## Assignment
Please transcribe the data that follows exactly, from its first line through the line that contains "fn icon_dir(&self, config: &SpriteConfig)".

[Stored data]
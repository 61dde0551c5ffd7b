//! Contract Invariant Tests
//!
//! These tests drive the whole pipeline against real PNG files.

use std::fs;
use std::path::PathBuf;

use cssprite_core::{
    config::Correspondence, hash_pixels, PipelineError, RunReport, SpriteConfig, SpritePipeline,
};
use image::{Rgba, RgbaImage};
use tempfile::TempDir;

struct Roots {
    src: TempDir,
    out: TempDir,
}

impl Roots {
    fn new() -> Self {
        Self {
            src: tempfile::tempdir().unwrap(),
            out: tempfile::tempdir().unwrap(),
        }
    }

    fn icon_dir(&self, config: &SpriteConfig) -> PathBuf {
        let dir = self.src.path().join(&config.src.dir);
        fs::create_dir_all(&dir).unwrap();
        dir
    }

    fn add_icon(&self, config: &SpriteConfig, file: &str, w: u32, h: u32, color: Rgba<u8>) {
        let path = self.icon_dir(config).join(file);
        RgbaImage::from_pixel(w, h, color).save(path).unwrap();
    }

    fn run(&self, config: &SpriteConfig) -> Result<RunReport, PipelineError> {
        SpritePipeline::default().run(config, self.src.path(), self.out.path())
    }

    fn css(&self, config: &SpriteConfig) -> String {
        fs::read_to_string(self.src.path().join(&config.dst.css_file)).unwrap()
    }
}

fn quiet() -> SpriteConfig {
    SpriteConfig {
        verbose: false,
        ..SpriteConfig::default()
    }
}

fn icon_rules(css: &str) -> Vec<&str> {
    css.lines().filter(|l| l.starts_with(".sprite-")).collect()
}

#[test]
fn invariant_two_icon_example() {
    let roots = Roots::new();
    let config = quiet();
    roots.add_icon(&config, "a.png", 10, 20, Rgba([255, 0, 0, 255]));
    roots.add_icon(&config, "b.png", 30, 5, Rgba([0, 0, 255, 128]));

    let report = roots.run(&config).unwrap();
    assert_eq!((report.canvas.width, report.canvas.height), (40, 20));
    assert_eq!(report.icon_count, 2);
    assert_eq!(report.rule_count, 3);

    let sprite_path = roots.out.path().join("img/sprite.png");
    assert_eq!(report.sprite_files, vec![sprite_path.clone()]);
    let sprite = image::open(&sprite_path).unwrap().into_rgba8();
    assert_eq!(sprite.dimensions(), (40, 20));
    assert_eq!(sprite.get_pixel(9, 19), &Rgba([255, 0, 0, 255]));
    assert_eq!(sprite.get_pixel(10, 0), &Rgba([0, 0, 255, 128]));
    assert_eq!(sprite.get_pixel(10, 5)[3], 0);

    let css = roots.css(&config);
    assert!(css.starts_with("/* Auto-generated by cssprite */\n"));
    assert_eq!(
        icon_rules(&css),
        vec![
            ".sprite-a { background-position: -0px -0px; width: 10px; height: 20px; }",
            ".sprite-b { background-position: -10px -0px; width: 30px; height: 5px; }",
        ]
    );
}

#[test]
fn invariant_hash_matches_written_pixels() {
    let roots = Roots::new();
    let config = quiet();
    roots.add_icon(&config, "a.png", 3, 3, Rgba([1, 2, 3, 4]));

    let report = roots.run(&config).unwrap();
    let sprite = image::open(roots.out.path().join("img/sprite.png"))
        .unwrap()
        .into_rgba8();
    assert_eq!(hash_pixels(&sprite), report.hash);

    let css = roots.css(&config);
    let expected = format!(".sprite {{ background-image: url(/img/sprite.png?v={}); }}", report.hash);
    assert!(css.contains(&expected));
}

#[test]
fn invariant_rerun_is_byte_identical() {
    let roots = Roots::new();
    let config = quiet();
    roots.add_icon(&config, "x.png", 4, 4, Rgba([9, 9, 9, 255]));
    roots.add_icon(&config, "y.png", 2, 6, Rgba([0, 200, 0, 10]));

    let first = roots.run(&config).unwrap();
    let css1 = roots.css(&config);
    let preload1 = fs::read_to_string(first.preload_file.as_ref().unwrap()).unwrap();

    let second = roots.run(&config).unwrap();
    assert_eq!(first.hash, second.hash);
    assert_eq!(css1, roots.css(&config));
    assert_eq!(
        preload1,
        fs::read_to_string(second.preload_file.as_ref().unwrap()).unwrap()
    );
}

#[test]
fn invariant_hash_ignores_encoding() {
    // Same pixels written as webp and png must not change the token
    let roots = Roots::new();
    let mut config = quiet();
    roots.add_icon(&config, "a.png", 5, 5, Rgba([100, 50, 25, 200]));
    let png = roots.run(&config).unwrap();

    config.dst.sprite_file = "img/sprite.webp".into();
    let webp = roots.run(&config).unwrap();
    assert_eq!(png.hash, webp.hash);
    assert!(roots.css(&config).contains("url(/img/sprite.webp?v="));
}

#[test]
fn invariant_pixel_change_changes_hash() {
    let roots = Roots::new();
    let config = quiet();
    roots.add_icon(&config, "a.png", 5, 5, Rgba([100, 50, 25, 200]));
    let before = roots.run(&config).unwrap();

    roots.add_icon(&config, "a.png", 5, 5, Rgba([100, 50, 25, 201]));
    let after = roots.run(&config).unwrap();
    assert_ne!(before.hash, after.hash);
}

#[test]
fn invariant_missing_correspondence_file_skipped() {
    let roots = Roots::new();
    let mut config = quiet();
    roots.add_icon(&config, "house.png", 8, 8, Rgba([0, 0, 0, 255]));
    roots.add_icon(&config, "envelope.png", 6, 4, Rgba([0, 0, 0, 255]));
    config.src.correspondence = Some(vec![
        Correspondence::new("mail", "envelope.png"),
        Correspondence::new("ghost", "missing.png"),
        Correspondence::new("home", "house.png"),
    ]);

    let report = roots.run(&config).unwrap();
    assert_eq!(report.icon_count, 2);
    assert_eq!(report.rule_count, 3);

    let css = roots.css(&config);
    assert!(!css.contains("ghost"));
    assert_eq!(
        icon_rules(&css),
        vec![
            ".sprite-mail { background-position: -0px -0px; width: 6px; height: 4px; }",
            ".sprite-home { background-position: -6px -0px; width: 8px; height: 8px; }",
        ]
    );
}

#[test]
fn invariant_prefix_selects_icon() {
    let roots = Roots::new();
    let mut config = quiet();
    config.dst.css_prefix = ".icon-".into();
    roots.add_icon(&config, "home.png", 2, 2, Rgba([0, 0, 0, 255]));

    roots.run(&config).unwrap();
    assert!(roots.css(&config).contains("\n.icon-home { "));
}

#[test]
fn invariant_preload_optional() {
    let roots = Roots::new();
    let mut config = quiet();
    config.dst.preload_file = None;
    roots.add_icon(&config, "a.png", 2, 2, Rgba([0, 0, 0, 255]));

    let report = roots.run(&config).unwrap();
    assert!(report.preload_file.is_none());
    assert!(!roots.src.path().join("components").exists());
}

#[test]
fn invariant_preload_references_same_url() {
    let roots = Roots::new();
    let config = quiet();
    roots.add_icon(&config, "a.png", 2, 2, Rgba([0, 0, 0, 255]));

    let report = roots.run(&config).unwrap();
    let path = report.preload_file.unwrap();
    assert_eq!(path, roots.src.path().join("components/SpritePreload.html"));
    let text = fs::read_to_string(path).unwrap();
    assert!(text.contains(&format!(r#"href="/img/sprite.png?v={}""#, report.hash)));
    assert!(text.contains(r#"rel="preload""#));
}

#[test]
fn invariant_extra_encodings_share_pixels() {
    let roots = Roots::new();
    let mut config = quiet();
    config.dst.extra_sprite_files = vec!["img/sprite.webp".into()];
    roots.add_icon(&config, "a.png", 3, 7, Rgba([0, 0, 0, 255]));

    let report = roots.run(&config).unwrap();
    assert_eq!(report.sprite_files.len(), 2);
    for file in &report.sprite_files {
        assert_eq!(image::image_dimensions(file).unwrap(), (3, 7));
    }
    assert!(!roots.css(&config).contains(".webp"));
}

#[test]
fn invariant_missing_source_dir_fatal() {
    let roots = Roots::new();
    let config = quiet();
    let err = roots.run(&config).unwrap_err();
    assert!(matches!(err, PipelineError::SourceNotFound(_)));
    assert!(!roots.src.path().join(&config.dst.css_file).exists());
}

#[test]
fn invariant_no_stylesheet_without_sprite() {
    let roots = Roots::new();
    let config = quiet();
    roots.add_icon(&config, "a.png", 2, 2, Rgba([0, 0, 0, 255]));
    // A file where the sprite's parent directory should be
    fs::write(roots.out.path().join("img"), b"in the way").unwrap();

    let err = roots.run(&config).unwrap_err();
    assert!(matches!(err, PipelineError::Write { .. }));
    assert!(!roots.src.path().join(&config.dst.css_file).exists());
}

#[test]
fn invariant_empty_icon_set_fatal() {
    let roots = Roots::new();
    let config = quiet();
    roots.icon_dir(&config);

    let err = roots.run(&config).unwrap_err();
    assert!(matches!(err, PipelineError::EmptySprite));
    assert!(!roots.src.path().join(&config.dst.css_file).exists());
}

#[test]
fn invariant_unreadable_icon_keeps_zero_rule() {
    let roots = Roots::new();
    let config = quiet();
    roots.add_icon(&config, "a.png", 2, 2, Rgba([0, 0, 0, 255]));
    fs::write(roots.icon_dir(&config).join("b.png"), b"corrupt").unwrap();

    let report = roots.run(&config).unwrap();
    assert_eq!(report.icon_count, 2);
    assert_eq!(report.rule_count, 3);
    assert!(roots
        .css(&config)
        .contains(".sprite-b { background-position: -2px -0px; width: 0px; height: 0px; }"));
}

#[test]
fn invariant_config_override_from_json() {
    let roots = Roots::new();
    let config = SpriteConfig::from_json_override(
        r#"{"src": {"dir": "icons"}, "dst": {"cssFile": "styles/icons.css", "useInSpan": true}, "verbose": false}"#,
    )
    .unwrap();
    roots.add_icon(&config, "a.png", 2, 2, Rgba([0, 0, 0, 255]));

    roots.run(&config).unwrap();
    let css = fs::read_to_string(roots.src.path().join("styles/icons.css")).unwrap();
    assert!(css.contains("display: inline-block;"));
    assert!(roots.src.path().join("icons/a.png").is_file());
}

#[test]
fn invariant_avif_icons_rejected_up_front() {
    let roots = Roots::new();
    let mut config = quiet();
    config.src.extension = ".avif".into();
    let icon = RgbaImage::from_pixel(8, 8, Rgba([0, 0, 0, 255]));
    icon.save_with_format(
        roots.icon_dir(&config).join("a.avif"),
        image::ImageFormat::Avif,
    )
    .unwrap();

    let err = roots.run(&config).unwrap_err();
    assert!(matches!(err, PipelineError::Configuration(_)));
    assert!(err.to_string().contains("AVIF"));
    assert!(!roots.out.path().join("img").exists());
    assert!(!roots.src.path().join(&config.dst.css_file).exists());
}

#[test]
fn invariant_misspelt_override_key_rejected() {
    let err = SpriteConfig::from_json_override(r#"{"dst": {"cssPrefx": ".icon-"}}"#).unwrap_err();
    assert!(matches!(err, PipelineError::Serialization(_)));
}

## Completed exercise
repository 61dde0551c5ffd7b
//! Contract Invariant Tests
//!
//! These tests drive the whole pipeline against real PNG files.

use std::fs;
use std::path::PathBuf;

use cssprite_core::{
    config::Correspondence, hash_pixels, PipelineError, RunReport, SpriteConfig, SpritePipeline,
};
use image::{Rgba, RgbaImage};
use tempfile::TempDir;

struct Roots {
    src: TempDir,
    out: TempDir,
}

impl Roots {
    fn new() -> Self {
        Self {
            src: tempfile::tempdir().unwrap(),
            out: tempfile::tempdir().unwrap(),
        }
    }

    fn icon_dir(&self, config: &SpriteConfig) -> PathBuf {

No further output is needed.